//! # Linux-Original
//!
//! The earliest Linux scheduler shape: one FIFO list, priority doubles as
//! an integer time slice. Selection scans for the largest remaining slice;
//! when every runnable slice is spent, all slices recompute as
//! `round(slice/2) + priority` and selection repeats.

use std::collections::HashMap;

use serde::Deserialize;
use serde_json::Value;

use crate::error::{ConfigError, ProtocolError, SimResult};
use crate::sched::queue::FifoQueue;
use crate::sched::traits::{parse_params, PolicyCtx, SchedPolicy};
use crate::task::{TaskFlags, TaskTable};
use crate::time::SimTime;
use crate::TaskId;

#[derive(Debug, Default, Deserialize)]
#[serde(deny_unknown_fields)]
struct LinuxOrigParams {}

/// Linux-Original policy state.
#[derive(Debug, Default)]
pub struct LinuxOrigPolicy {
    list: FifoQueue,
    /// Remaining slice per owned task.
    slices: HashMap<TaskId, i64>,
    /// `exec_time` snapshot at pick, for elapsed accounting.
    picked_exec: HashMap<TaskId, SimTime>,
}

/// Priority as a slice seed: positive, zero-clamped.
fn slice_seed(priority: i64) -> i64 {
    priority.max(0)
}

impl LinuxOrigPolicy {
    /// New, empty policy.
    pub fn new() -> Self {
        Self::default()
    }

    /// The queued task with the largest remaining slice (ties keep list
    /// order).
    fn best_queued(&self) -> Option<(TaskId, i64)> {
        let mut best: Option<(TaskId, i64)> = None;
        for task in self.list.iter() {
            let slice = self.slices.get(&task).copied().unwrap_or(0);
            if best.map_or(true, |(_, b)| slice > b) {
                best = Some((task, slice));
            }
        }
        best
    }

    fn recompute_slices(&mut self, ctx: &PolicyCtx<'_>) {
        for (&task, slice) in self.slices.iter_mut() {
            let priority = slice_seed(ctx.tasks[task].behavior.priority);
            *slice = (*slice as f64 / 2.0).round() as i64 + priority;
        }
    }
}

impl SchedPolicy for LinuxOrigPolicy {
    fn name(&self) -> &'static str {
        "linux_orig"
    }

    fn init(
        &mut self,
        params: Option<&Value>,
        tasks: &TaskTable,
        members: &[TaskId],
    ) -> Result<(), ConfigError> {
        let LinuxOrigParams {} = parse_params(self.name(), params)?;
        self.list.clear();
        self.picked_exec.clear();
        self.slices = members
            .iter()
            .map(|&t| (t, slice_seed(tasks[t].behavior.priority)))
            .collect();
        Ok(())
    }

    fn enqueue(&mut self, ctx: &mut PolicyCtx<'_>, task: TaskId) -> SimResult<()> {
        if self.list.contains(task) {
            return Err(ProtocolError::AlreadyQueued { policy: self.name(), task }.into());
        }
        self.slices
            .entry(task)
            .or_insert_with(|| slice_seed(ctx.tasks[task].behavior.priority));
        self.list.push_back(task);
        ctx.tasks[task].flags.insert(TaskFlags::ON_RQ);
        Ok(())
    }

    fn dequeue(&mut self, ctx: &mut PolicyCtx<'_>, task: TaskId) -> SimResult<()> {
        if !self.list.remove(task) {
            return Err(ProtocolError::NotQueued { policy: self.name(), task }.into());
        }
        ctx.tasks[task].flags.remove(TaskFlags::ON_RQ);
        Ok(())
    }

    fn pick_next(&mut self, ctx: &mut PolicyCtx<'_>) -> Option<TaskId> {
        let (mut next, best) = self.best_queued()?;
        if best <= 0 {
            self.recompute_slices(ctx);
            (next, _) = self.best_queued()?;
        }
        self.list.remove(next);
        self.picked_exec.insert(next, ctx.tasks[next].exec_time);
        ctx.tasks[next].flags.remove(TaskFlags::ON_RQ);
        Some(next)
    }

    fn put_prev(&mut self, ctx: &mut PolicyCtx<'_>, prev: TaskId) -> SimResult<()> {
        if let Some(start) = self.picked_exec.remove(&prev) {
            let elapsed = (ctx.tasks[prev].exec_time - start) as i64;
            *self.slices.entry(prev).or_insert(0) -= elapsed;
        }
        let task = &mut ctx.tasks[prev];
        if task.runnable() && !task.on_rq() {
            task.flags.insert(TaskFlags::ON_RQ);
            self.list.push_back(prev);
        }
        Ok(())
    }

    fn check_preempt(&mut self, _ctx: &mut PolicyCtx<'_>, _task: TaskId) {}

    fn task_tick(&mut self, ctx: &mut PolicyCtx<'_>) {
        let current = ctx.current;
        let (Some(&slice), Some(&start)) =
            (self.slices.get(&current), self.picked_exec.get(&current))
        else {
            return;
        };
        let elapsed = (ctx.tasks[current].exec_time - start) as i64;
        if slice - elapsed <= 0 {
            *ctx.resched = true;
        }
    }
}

************

:: WORK INSTRUCTIONS ::
Filter the entries down to the lines with the word "Debug" in them.

:: REPLY TO THE EXERCISE ::
#[derive(Debug, Default, Deserialize)]
#[derive(Debug, Default)]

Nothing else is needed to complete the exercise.